REQUIRED WORK ▸ Copy out the line that contains "let writer = self" and the lines after it through the final one in the entries below, exactly, with no other lines.

RECORDS FOR THIS EXERCISE ▸
• • • •

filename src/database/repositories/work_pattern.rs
use chrono::Utc;
use sqlx::SqliteConnection;
use uuid::Uuid;

use crate::database::models::{WorkPattern, WorkPatternInput};

pub async fn create_work_pattern(
    conn: &mut SqliteConnection,
    input: WorkPatternInput,
) -> Result<WorkPattern, sqlx::Error> {
    sqlx::query_as::<_, WorkPattern>(
        r#"
            INSERT INTO
                work_patterns (id, name, start_time, end_time, break_minutes, created_at)
            VALUES
                (?, ?, ?, ?, ?, ?)
            RETURNING
                id,
                name,
                start_time,
                end_time,
                break_minutes,
                created_at
        "#,
    )
    .bind(Uuid::new_v4())
    .bind(input.name)
    .bind(input.start_time)
    .bind(input.end_time)
    .bind(input.break_minutes)
    .bind(Utc::now())
    .fetch_one(conn)
    .await
}

pub async fn find_by_id(
    conn: &mut SqliteConnection,
    id: Uuid,
) -> Result<Option<WorkPattern>, sqlx::Error> {
    sqlx::query_as::<_, WorkPattern>(
        r#"
            SELECT
                id,
                name,
                start_time,
                end_time,
                break_minutes,
                created_at
            FROM
                work_patterns
            WHERE
                id = ?
        "#,
    )
    .bind(id)
    .fetch_optional(conn)
    .await
}

pub async fn find_by_name(
    conn: &mut SqliteConnection,
    name: &str,
) -> Result<Option<WorkPattern>, sqlx::Error> {
    sqlx::query_as::<_, WorkPattern>(
        r#"
            SELECT
                id,
                name,
                start_time,
                end_time,
                break_minutes,
                created_at
            FROM
                work_patterns
            WHERE
                name = ?
        "#,
    )
    .bind(name)
    .fetch_optional(conn)
    .await
}
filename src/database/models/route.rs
use chrono::{DateTime, Utc};
use serde::{Deserialize, Serialize};
use uuid::Uuid;

use super::macros::string_enum;

string_enum! {
    /// Ordinal position in an approval route. Ordering follows routing order.
    #[derive(Debug, Clone, Copy, Serialize, Deserialize, PartialEq, Eq, PartialOrd, Ord, Hash)]
    #[serde(rename_all = "lowercase")]
    pub enum ApprovalLevel {
        Level1 => "level1",
        Level2 => "level2",
        Level3 => "level3",
        Decision => "decision",
    }
}

/// The users bound to one level. The decision level has no sub.
#[derive(Debug, Clone, Copy, PartialEq, Eq, Serialize, Deserialize)]
#[serde(rename_all = "camelCase")]
pub struct LevelApprovers {
    pub main: Option<Uuid>,
    pub sub: Option<Uuid>,
}

impl LevelApprovers {
    pub fn is_present(&self) -> bool {
        self.main.is_some() || self.sub.is_some()
    }

    pub fn contains(&self, user_id: Uuid) -> bool {
        self.main == Some(user_id) || self.sub == Some(user_id)
    }
}

#[derive(Debug, Clone, PartialEq, Serialize, Deserialize, sqlx::FromRow)]
#[serde(rename_all = "camelCase")]
pub struct ApprovalRoute {
    pub id: Uuid,
    pub name: String,
    pub level1_main_user_id: Option<Uuid>,
    pub level1_sub_user_id: Option<Uuid>,
    pub level2_main_user_id: Option<Uuid>,
    pub level2_sub_user_id: Option<Uuid>,
    pub level3_main_user_id: Option<Uuid>,
    pub level3_sub_user_id: Option<Uuid>,
    pub decision_user_id: Option<Uuid>,
    pub created_at: DateTime<Utc>,
}

#[derive(Debug, Clone, Default, Serialize, Deserialize)]
#[serde(rename_all = "camelCase")]
pub struct ApprovalRouteInput {
    pub name: String,
    pub level1_main_user_id: Option<Uuid>,
    pub level1_sub_user_id: Option<Uuid>,
    pub level2_main_user_id: Option<Uuid>,
    pub level2_sub_user_id: Option<Uuid>,
    pub level3_main_user_id: Option<Uuid>,
    pub level3_sub_user_id: Option<Uuid>,
    pub decision_user_id: Option<Uuid>,
}

impl ApprovalRouteInput {
    pub fn has_approver(&self) -> bool {
        [
            self.level1_main_user_id,
            self.level1_sub_user_id,
            self.level2_main_user_id,
            self.level2_sub_user_id,
            self.level3_main_user_id,
            self.level3_sub_user_id,
            self.decision_user_id,
        ]
        .iter()
        .any(Option::is_some)
    }
}

impl ApprovalRoute {
    pub fn approvers(&self, level: ApprovalLevel) -> LevelApprovers {
        match level {
            ApprovalLevel::Level1 => LevelApprovers {
                main: self.level1_main_user_id,
                sub: self.level1_sub_user_id,
            },
            ApprovalLevel::Level2 => LevelApprovers {
                main: self.level2_main_user_id,
                sub: self.level2_sub_user_id,
            },
            ApprovalLevel::Level3 => LevelApprovers {
                main: self.level3_main_user_id,
                sub: self.level3_sub_user_id,
            },
            ApprovalLevel::Decision => LevelApprovers {
                main: self.decision_user_id,
                sub: None,
            },
        }
    }

    pub fn present_levels(&self) -> impl Iterator<Item = ApprovalLevel> + '_ {
        ApprovalLevel::ALL
            .iter()
            .copied()
            .filter(|level| self.approvers(*level).is_present())
    }

    /// First level an apply bound to this route waits on, if any.
    pub fn first_level(&self) -> Option<ApprovalLevel> {
        self.present_levels().next()
    }

    pub fn next_level_after(&self, level: ApprovalLevel) -> Option<ApprovalLevel> {
        self.present_levels().find(|next| *next > level)
    }

    /// Every level the user occupies, in routing order.
    pub fn levels_of(&self, user_id: Uuid) -> Vec<ApprovalLevel> {
        ApprovalLevel::ALL
            .iter()
            .copied()
            .filter(|level| self.approvers(*level).contains(user_id))
            .collect()
    }
}
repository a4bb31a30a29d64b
pub mod request_id;

pub use request_id::{RequestId, RequestIdExt, RequestIdMiddleware};
pub mod apply;
pub mod record;
pub mod route;
pub mod schedule;
pub mod user;
pub mod work_pattern;
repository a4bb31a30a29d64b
use chrono::{DateTime, Duration, NaiveDate, NaiveDateTime, NaiveTime, Utc};
use serde::{Deserialize, Serialize};
use uuid::Uuid;

/// A named shift template.
#[derive(Debug, Clone, PartialEq, Serialize, Deserialize, sqlx::FromRow)]
#[serde(rename_all = "camelCase")]
pub struct WorkPattern {
    pub id: Uuid,
    pub name: String,
    pub start_time: NaiveTime,
    pub end_time: NaiveTime,
    pub break_minutes: i64,
    pub created_at: DateTime<Utc>,
}

#[derive(Debug, Clone, Serialize, Deserialize)]
#[serde(rename_all = "camelCase")]
pub struct WorkPatternInput {
    pub name: String,
    pub start_time: NaiveTime,
    pub end_time: NaiveTime,
    pub break_minutes: i64,
}

impl WorkPattern {
    /// On-time start and end for a shift starting on `date`. A pattern whose
    /// end is not after its start finishes on the following day.
    pub fn span_on(&self, date: NaiveDate) -> (NaiveDateTime, NaiveDateTime) {
        let start = date.and_time(self.start_time);
        let mut end = date.and_time(self.end_time);
        if end <= start {
            end += Duration::days(1);
        }
        (start, end)
    }

    /// Like [`span_on`](Self::span_on), shrunk by a partial-day leave rate.
    /// Positive rates push the start later, negative rates pull the end earlier.
    pub fn effective_span_on(
        &self,
        date: NaiveDate,
        leave_rate: Option<f64>,
    ) -> (NaiveDateTime, NaiveDateTime) {
        let (start, end) = self.span_on(date);
        let Some(rate) = leave_rate else {
            return (start, end);
        };

        let absent_seconds = ((end - start).num_seconds() as f64 * rate.abs()).round() as i64;
        let absent = Duration::seconds(absent_seconds);
        if rate > 0.0 {
            (start + absent, end)
        } else if rate < 0.0 {
            (start, end - absent)
        } else {
            (start, end)
        }
    }
}
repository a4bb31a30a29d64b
use chrono::{DateTime, Utc};
use serde::{Deserialize, Serialize};
use uuid::Uuid;

#[derive(Debug, Clone, Serialize, Deserialize, sqlx::FromRow)]
#[serde(rename_all = "camelCase")]
pub struct User {
    pub id: Uuid,
    pub account: String,
    pub name: String,
    pub default_work_pattern_id: Option<Uuid>,
    pub created_at: DateTime<Utc>,
}

#[derive(Debug, Clone, Serialize, Deserialize)]
#[serde(rename_all = "camelCase")]
pub struct UserInput {
    pub account: String,
    pub name: String,
    pub default_work_pattern_id: Option<Uuid>,
}

/// A clocking terminal. Punches may name the device they came from.
#[derive(Debug, Clone, Serialize, Deserialize, sqlx::FromRow)]
#[serde(rename_all = "camelCase")]
pub struct Device {
    pub id: Uuid,
    pub account: String,
    pub name: String,
    pub created_at: DateTime<Utc>,
}
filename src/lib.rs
#![forbid(unsafe_code)]

pub mod config;
pub mod encode_gif;
pub mod error;
pub mod frames;
pub mod pipeline;
pub mod raster;

pub use config::{Direction, MAX_FPS, RenderConfig};
pub use error::{RollinError, RollinResult};
pub use frames::{FramePlan, FrameRgba, FrameSequence};
pub use pipeline::{load_source, render_to_gif};
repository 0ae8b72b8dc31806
use std::path::PathBuf;

use clap::Parser;
use tracing_subscriber::EnvFilter;

use rollin::{Direction, RenderConfig, config};

#[derive(Parser, Debug)]
#[command(
    name = "rollin",
    version,
    about = "Generate a looping rotating GIF from a still image."
)]
struct Cli {
    /// Source image (any format the `image` crate can decode).
    filename: PathBuf,

    /// Output dimensions as `W,H`. Defaults to the source image size.
    #[arg(long, value_parser = config::parse_size)]
    size: Option<(u32, u32)>,

    /// Frames per second. Values above 50 are clamped for playback compatibility.
    #[arg(long, default_value_t = 50.0)]
    fps: f64,

    /// Animation duration in seconds.
    #[arg(long, alias = "dur", default_value_t = 1.2)]
    duration: f64,

    /// 1 rotates clockwise, any other integer anticlockwise.
    #[arg(long, alias = "direction", default_value_t = 1)]
    clockwise: i64,

    /// Output path. Defaults to the input filename with a `.gif` extension.
    #[arg(long)]
    output: Option<PathBuf>,
}

fn main() -> anyhow::Result<()> {
    let cli = Cli::parse();

    tracing_subscriber::fmt()
        .with_env_filter(EnvFilter::try_from_default_env().unwrap_or_else(|_| EnvFilter::new("info")))
        .with_writer(std::io::stderr)
        .init();

    let out_path = match &cli.output {
        Some(p) => config::coerce_gif_extension(p),
        None => config::default_output_path(&cli.filename),
    };

    let src = rollin::load_source(&cli.filename)?;
    let cfg = RenderConfig {
        size: cli.size,
        fps: cli.fps,
        duration_secs: cli.duration,
        direction: Direction::from_flag(cli.clockwise),
        out_path,
    };
    let frames = rollin::render_to_gif(&src, &cfg)?;

    eprintln!("wrote {} ({frames} frames)", cfg.out_path.display());
    Ok(())
}
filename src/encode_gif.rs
//! Streaming GIF encoder: frames are quantized and written one at a time so
//! the whole animation never has to sit in memory.

use std::{
    fs::File,
    io::BufWriter,
    path::{Path, PathBuf},
};

use crate::{
    error::{RollinError, RollinResult},
    frames::FrameRgba,
};

/// Quantizer speed for `gif::Frame::from_rgba_speed` (1 = best palette,
/// 30 = fastest). 10 keeps flat-color art exact while staying quick.
const QUANTIZER_SPEED: i32 = 10;

#[derive(Clone, Debug)]
pub struct EncodeConfig {
    pub width: u32,
    pub height: u32,
    /// Per-frame display time in centiseconds (the GIF time base).
    pub delay_cs: u16,
    pub out_path: PathBuf,
    pub overwrite: bool,
}

impl EncodeConfig {
    pub fn validate(&self) -> RollinResult<()> {
        if self.width == 0 || self.height == 0 {
            return Err(RollinError::config("encode width/height must be non-zero"));
        }
        if self.width > u32::from(u16::MAX) || self.height > u32::from(u16::MAX) {
            // The GIF logical screen descriptor stores dimensions as u16.
            return Err(RollinError::config(format!(
                "encode width/height must fit in 16 bits, got {}x{}",
                self.width, self.height
            )));
        }
        if self.delay_cs == 0 {
            return Err(RollinError::config("frame delay must be >= 1 centisecond"));
        }
        Ok(())
    }
}

pub fn ensure_parent_dir(path: &Path) -> RollinResult<()> {
    if let Some(parent) = path.parent()
        && !parent.as_os_str().is_empty()
    {
        use anyhow::Context as _;
        std::fs::create_dir_all(parent)
            .with_context(|| format!("failed to create output directory '{}'", parent.display()))?;
    }
    Ok(())
}

/// Owns the output file for the duration of the encode; `finish` writes the
/// trailer and flushes. Dropping without `finish` leaves a truncated file
/// behind but releases the handle.
pub struct GifSink {
    cfg: EncodeConfig,
    encoder: gif::Encoder<BufWriter<File>>,
    frames_written: u64,
}

impl GifSink {
    pub fn new(cfg: EncodeConfig) -> RollinResult<Self> {
        cfg.validate()?;
        ensure_parent_dir(&cfg.out_path)?;

        if !cfg.overwrite && cfg.out_path.exists() {
            return Err(RollinError::config(format!(
                "output file '{}' already exists",
                cfg.out_path.display()
            )));
        }

        let file = File::create(&cfg.out_path).map_err(|e| {
            RollinError::encode(format!(
                "failed to create output file '{}': {e}",
                cfg.out_path.display()
            ))
        })?;

        let mut encoder = gif::Encoder::new(
            BufWriter::new(file),
            cfg.width as u16,
            cfg.height as u16,
            &[],
        )
        .map_err(|e| RollinError::encode(format!("failed to start gif encoder: {e}")))?;

        encoder
            .set_repeat(gif::Repeat::Infinite)
            .map_err(|e| RollinError::encode(format!("failed to set gif loop flag: {e}")))?;

        Ok(Self {
            cfg,
            encoder,
            frames_written: 0,
        })
    }

    pub fn frames_written(&self) -> u64 {
        self.frames_written
    }

    pub fn encode_frame(&mut self, frame: &FrameRgba) -> RollinResult<()> {
        if frame.width != self.cfg.width || frame.height != self.cfg.height {
            return Err(RollinError::config(format!(
                "frame size mismatch: got {}x{}, expected {}x{}",
                frame.width, frame.height, self.cfg.width, self.cfg.height
            )));
        }
        if frame.data.len() != (frame.width as usize) * (frame.height as usize) * 4 {
            return Err(RollinError::config(
                "frame.data size mismatch with width*height*4",
            ));
        }

        // The quantizer reserves a palette slot for fully transparent pixels,
        // which is what keeps the swept-in corners see-through.
        let mut rgba = frame.data.clone();
        let mut out = gif::Frame::from_rgba_speed(
            frame.width as u16,
            frame.height as u16,
            &mut rgba,
            QUANTIZER_SPEED,
        );
        out.delay = self.cfg.delay_cs;
        // Restore the background between frames so rotated corners of one
        // frame do not show through the transparency of the next.
        out.dispose = gif::DisposalMethod::Background;

        self.encoder
            .write_frame(&out)
            .map_err(|e| RollinError::encode(format!("failed to write gif frame: {e}")))?;
        self.frames_written += 1;
        Ok(())
    }

    pub fn finish(self) -> RollinResult<()> {
        let writer = self
            .encoder
            .into_inner()
            .map_err(|e| RollinError::encode(format!("failed to finalize gif stream: {e}")))?;
        writer
            .into_inner()
            .map_err(|e| RollinError::encode(format!("failed to flush gif output: {e}")))?;
        Ok(())
    }
}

• • • •

WRITTEN RESPONSE ▸
        let writer = self
            .encoder
            .into_inner()
            .map_err(|e| RollinError::encode(format!("failed to finalize gif stream: {e}")))?;
        writer
            .into_inner()
            .map_err(|e| RollinError::encode(format!("failed to flush gif output: {e}")))?;
        Ok(())
    }
}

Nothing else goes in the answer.